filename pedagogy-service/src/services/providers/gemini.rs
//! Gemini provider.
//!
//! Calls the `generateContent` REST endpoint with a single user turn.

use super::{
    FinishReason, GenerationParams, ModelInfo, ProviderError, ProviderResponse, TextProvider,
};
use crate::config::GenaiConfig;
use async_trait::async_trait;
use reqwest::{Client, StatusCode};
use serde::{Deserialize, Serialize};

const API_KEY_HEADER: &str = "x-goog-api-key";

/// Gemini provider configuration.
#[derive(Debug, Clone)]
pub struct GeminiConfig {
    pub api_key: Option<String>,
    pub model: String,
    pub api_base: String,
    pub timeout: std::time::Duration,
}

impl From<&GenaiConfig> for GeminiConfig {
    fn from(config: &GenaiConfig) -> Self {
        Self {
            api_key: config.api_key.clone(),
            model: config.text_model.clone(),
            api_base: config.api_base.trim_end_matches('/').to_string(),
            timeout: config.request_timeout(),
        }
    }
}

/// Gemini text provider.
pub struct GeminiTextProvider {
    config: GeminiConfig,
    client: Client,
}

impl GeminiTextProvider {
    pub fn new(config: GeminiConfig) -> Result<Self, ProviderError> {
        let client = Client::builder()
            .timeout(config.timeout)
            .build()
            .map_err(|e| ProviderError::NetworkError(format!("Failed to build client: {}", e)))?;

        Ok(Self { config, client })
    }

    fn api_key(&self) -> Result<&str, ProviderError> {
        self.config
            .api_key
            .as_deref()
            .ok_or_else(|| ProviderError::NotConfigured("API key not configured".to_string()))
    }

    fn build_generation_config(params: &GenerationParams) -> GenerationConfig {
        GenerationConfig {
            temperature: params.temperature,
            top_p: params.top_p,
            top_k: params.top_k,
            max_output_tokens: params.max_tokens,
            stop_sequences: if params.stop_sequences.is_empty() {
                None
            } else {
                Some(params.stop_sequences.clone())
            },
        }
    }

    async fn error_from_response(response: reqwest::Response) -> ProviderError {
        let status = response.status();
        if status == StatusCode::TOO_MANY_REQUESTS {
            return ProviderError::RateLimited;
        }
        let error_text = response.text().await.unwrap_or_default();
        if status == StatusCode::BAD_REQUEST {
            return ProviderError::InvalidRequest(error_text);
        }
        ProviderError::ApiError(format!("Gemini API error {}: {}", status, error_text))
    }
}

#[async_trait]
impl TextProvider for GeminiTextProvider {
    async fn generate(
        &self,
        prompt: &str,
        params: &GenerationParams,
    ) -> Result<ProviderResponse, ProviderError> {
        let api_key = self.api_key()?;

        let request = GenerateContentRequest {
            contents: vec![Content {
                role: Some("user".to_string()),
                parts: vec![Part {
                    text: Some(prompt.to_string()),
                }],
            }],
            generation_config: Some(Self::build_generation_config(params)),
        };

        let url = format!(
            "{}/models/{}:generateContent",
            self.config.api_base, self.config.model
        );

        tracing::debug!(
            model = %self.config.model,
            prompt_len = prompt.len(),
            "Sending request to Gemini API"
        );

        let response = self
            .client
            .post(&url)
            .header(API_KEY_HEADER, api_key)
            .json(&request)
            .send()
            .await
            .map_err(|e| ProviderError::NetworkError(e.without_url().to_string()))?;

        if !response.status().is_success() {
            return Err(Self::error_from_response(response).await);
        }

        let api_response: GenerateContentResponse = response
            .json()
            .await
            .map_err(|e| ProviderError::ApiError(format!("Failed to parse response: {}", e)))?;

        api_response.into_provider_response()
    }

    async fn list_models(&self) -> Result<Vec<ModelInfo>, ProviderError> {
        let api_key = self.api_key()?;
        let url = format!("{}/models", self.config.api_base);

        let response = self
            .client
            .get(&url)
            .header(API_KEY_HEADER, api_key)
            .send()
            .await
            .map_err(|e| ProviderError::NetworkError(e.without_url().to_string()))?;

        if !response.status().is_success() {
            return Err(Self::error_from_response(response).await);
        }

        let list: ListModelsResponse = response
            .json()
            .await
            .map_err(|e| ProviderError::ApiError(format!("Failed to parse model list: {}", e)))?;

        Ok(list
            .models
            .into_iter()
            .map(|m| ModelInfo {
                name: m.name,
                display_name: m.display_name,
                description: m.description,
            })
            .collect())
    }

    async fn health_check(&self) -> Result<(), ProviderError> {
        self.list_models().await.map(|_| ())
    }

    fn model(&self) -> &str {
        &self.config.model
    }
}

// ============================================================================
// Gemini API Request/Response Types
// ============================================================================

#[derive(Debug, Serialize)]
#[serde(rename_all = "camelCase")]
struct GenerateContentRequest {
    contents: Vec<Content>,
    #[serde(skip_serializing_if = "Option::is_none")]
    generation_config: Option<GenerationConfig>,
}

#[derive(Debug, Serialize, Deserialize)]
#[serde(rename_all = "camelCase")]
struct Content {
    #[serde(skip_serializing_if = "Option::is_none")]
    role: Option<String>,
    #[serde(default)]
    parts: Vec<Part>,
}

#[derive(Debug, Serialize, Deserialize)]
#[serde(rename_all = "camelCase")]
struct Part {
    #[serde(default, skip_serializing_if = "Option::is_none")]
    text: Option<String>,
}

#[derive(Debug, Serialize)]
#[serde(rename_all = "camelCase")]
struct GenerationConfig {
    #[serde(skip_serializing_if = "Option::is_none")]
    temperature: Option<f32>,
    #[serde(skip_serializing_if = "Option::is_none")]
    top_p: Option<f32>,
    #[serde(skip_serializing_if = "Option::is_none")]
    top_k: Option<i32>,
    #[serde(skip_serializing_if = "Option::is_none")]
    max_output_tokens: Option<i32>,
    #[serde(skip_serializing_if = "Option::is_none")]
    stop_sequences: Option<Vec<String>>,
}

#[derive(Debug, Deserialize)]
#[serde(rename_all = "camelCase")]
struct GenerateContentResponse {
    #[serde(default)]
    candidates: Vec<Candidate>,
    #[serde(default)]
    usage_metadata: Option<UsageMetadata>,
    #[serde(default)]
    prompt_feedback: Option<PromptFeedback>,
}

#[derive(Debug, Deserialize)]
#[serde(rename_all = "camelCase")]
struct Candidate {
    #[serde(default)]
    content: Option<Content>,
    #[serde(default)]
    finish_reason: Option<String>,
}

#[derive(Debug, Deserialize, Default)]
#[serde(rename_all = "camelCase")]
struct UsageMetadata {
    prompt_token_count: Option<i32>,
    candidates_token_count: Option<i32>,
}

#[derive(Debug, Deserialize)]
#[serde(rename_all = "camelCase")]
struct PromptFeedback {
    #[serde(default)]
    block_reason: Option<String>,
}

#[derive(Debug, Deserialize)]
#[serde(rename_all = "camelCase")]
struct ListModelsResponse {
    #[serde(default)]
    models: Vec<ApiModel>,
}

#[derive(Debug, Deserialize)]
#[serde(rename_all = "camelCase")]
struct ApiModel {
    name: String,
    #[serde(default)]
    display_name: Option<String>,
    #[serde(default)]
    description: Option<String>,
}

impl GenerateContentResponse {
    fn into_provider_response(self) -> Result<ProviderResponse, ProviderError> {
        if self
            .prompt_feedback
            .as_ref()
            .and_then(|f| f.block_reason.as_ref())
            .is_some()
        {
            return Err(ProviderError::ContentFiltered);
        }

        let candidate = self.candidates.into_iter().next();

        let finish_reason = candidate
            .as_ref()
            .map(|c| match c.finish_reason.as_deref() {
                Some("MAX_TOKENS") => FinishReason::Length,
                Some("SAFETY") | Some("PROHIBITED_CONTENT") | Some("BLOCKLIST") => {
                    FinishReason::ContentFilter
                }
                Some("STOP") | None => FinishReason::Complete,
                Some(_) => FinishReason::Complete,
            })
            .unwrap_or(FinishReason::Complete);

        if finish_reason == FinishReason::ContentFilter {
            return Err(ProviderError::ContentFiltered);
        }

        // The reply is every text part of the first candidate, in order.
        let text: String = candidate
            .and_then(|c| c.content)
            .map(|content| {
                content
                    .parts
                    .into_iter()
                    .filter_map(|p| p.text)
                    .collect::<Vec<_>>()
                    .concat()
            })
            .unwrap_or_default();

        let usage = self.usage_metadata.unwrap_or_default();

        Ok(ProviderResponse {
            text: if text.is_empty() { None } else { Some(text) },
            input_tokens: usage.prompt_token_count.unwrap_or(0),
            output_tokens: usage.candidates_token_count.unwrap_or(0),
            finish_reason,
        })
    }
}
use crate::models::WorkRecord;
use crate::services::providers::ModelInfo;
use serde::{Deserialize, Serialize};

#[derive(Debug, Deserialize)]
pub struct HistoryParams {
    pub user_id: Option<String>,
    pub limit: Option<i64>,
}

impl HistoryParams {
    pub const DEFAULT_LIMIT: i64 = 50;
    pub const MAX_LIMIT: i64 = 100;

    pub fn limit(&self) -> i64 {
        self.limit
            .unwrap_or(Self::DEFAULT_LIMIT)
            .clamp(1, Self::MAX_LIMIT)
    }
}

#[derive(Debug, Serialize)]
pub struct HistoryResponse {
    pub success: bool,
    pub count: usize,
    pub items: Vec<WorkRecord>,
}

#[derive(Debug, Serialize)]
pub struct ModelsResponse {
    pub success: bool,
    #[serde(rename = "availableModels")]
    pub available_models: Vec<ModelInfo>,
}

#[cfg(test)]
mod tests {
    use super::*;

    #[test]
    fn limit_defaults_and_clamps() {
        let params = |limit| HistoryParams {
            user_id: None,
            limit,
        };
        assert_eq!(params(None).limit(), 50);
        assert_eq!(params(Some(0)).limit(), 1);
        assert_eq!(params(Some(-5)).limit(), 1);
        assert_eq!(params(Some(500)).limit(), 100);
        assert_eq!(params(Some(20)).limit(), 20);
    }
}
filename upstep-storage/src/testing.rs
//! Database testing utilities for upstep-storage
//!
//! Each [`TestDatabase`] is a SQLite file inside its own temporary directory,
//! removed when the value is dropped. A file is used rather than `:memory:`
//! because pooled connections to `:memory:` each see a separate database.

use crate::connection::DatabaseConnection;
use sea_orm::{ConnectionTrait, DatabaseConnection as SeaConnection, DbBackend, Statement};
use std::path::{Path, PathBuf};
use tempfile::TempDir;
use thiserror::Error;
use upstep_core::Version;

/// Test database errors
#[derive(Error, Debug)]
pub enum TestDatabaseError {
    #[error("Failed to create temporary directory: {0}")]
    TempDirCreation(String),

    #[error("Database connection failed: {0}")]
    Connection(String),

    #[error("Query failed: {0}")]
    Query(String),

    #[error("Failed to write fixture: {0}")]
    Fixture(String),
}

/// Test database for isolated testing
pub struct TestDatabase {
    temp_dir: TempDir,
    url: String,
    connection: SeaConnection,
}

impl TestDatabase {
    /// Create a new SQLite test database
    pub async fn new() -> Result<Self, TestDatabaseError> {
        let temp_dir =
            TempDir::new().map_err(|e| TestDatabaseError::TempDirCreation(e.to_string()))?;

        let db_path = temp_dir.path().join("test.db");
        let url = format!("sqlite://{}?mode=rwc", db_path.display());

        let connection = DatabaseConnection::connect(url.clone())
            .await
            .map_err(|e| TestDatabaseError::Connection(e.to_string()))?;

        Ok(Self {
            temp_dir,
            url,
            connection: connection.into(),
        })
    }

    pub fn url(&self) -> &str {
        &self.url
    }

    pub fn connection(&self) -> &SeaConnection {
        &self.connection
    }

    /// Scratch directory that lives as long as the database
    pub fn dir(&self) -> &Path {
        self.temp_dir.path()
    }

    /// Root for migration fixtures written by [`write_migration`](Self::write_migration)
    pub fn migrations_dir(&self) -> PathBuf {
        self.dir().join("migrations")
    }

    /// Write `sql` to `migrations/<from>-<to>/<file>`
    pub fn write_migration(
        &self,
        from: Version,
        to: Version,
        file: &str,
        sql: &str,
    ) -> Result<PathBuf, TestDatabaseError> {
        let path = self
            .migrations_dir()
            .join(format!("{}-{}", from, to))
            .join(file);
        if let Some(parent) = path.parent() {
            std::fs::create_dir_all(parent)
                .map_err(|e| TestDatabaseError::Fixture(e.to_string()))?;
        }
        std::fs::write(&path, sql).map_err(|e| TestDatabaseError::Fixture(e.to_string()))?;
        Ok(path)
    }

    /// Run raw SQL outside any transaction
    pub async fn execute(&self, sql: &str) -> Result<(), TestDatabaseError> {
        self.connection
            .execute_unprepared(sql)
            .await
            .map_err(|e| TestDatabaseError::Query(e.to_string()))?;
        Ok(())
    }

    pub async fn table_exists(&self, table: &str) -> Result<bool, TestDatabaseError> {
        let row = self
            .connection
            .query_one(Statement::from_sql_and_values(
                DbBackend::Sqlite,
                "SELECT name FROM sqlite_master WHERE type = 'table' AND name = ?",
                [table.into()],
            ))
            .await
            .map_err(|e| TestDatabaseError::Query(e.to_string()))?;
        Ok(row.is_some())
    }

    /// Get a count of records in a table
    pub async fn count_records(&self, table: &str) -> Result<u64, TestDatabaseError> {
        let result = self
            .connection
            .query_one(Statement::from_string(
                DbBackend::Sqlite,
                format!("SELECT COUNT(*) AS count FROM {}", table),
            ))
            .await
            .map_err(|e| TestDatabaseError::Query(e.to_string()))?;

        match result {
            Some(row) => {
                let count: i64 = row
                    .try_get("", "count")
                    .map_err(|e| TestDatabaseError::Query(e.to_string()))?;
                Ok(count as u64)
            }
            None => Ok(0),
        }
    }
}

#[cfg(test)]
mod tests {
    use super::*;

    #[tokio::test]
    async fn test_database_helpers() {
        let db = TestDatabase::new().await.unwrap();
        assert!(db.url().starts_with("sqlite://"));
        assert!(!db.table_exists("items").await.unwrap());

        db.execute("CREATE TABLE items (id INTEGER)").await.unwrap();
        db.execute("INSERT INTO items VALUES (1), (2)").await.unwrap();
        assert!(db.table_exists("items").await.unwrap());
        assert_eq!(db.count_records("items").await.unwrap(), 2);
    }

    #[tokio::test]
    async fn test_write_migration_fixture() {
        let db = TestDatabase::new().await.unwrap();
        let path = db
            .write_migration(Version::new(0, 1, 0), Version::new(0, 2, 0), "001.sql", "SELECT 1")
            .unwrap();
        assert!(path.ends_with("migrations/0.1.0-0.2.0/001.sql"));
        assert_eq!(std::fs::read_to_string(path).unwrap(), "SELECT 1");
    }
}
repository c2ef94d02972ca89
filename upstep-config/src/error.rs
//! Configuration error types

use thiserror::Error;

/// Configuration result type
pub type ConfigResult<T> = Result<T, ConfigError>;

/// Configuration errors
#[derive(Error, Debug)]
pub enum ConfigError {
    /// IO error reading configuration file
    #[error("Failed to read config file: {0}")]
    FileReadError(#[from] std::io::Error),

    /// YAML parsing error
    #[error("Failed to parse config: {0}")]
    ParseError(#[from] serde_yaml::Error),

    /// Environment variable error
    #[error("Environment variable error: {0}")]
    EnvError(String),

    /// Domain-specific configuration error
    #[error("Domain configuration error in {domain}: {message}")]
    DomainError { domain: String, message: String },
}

::::::::::

* Work to be completed *
Filter the entries down to the lines holding the string "impl". Copy each of those lines.

* Output for this task *
impl From<&GenaiConfig> for GeminiConfig {
impl GeminiTextProvider {
impl TextProvider for GeminiTextProvider {
impl GenerateContentResponse {
impl HistoryParams {
impl TestDatabase {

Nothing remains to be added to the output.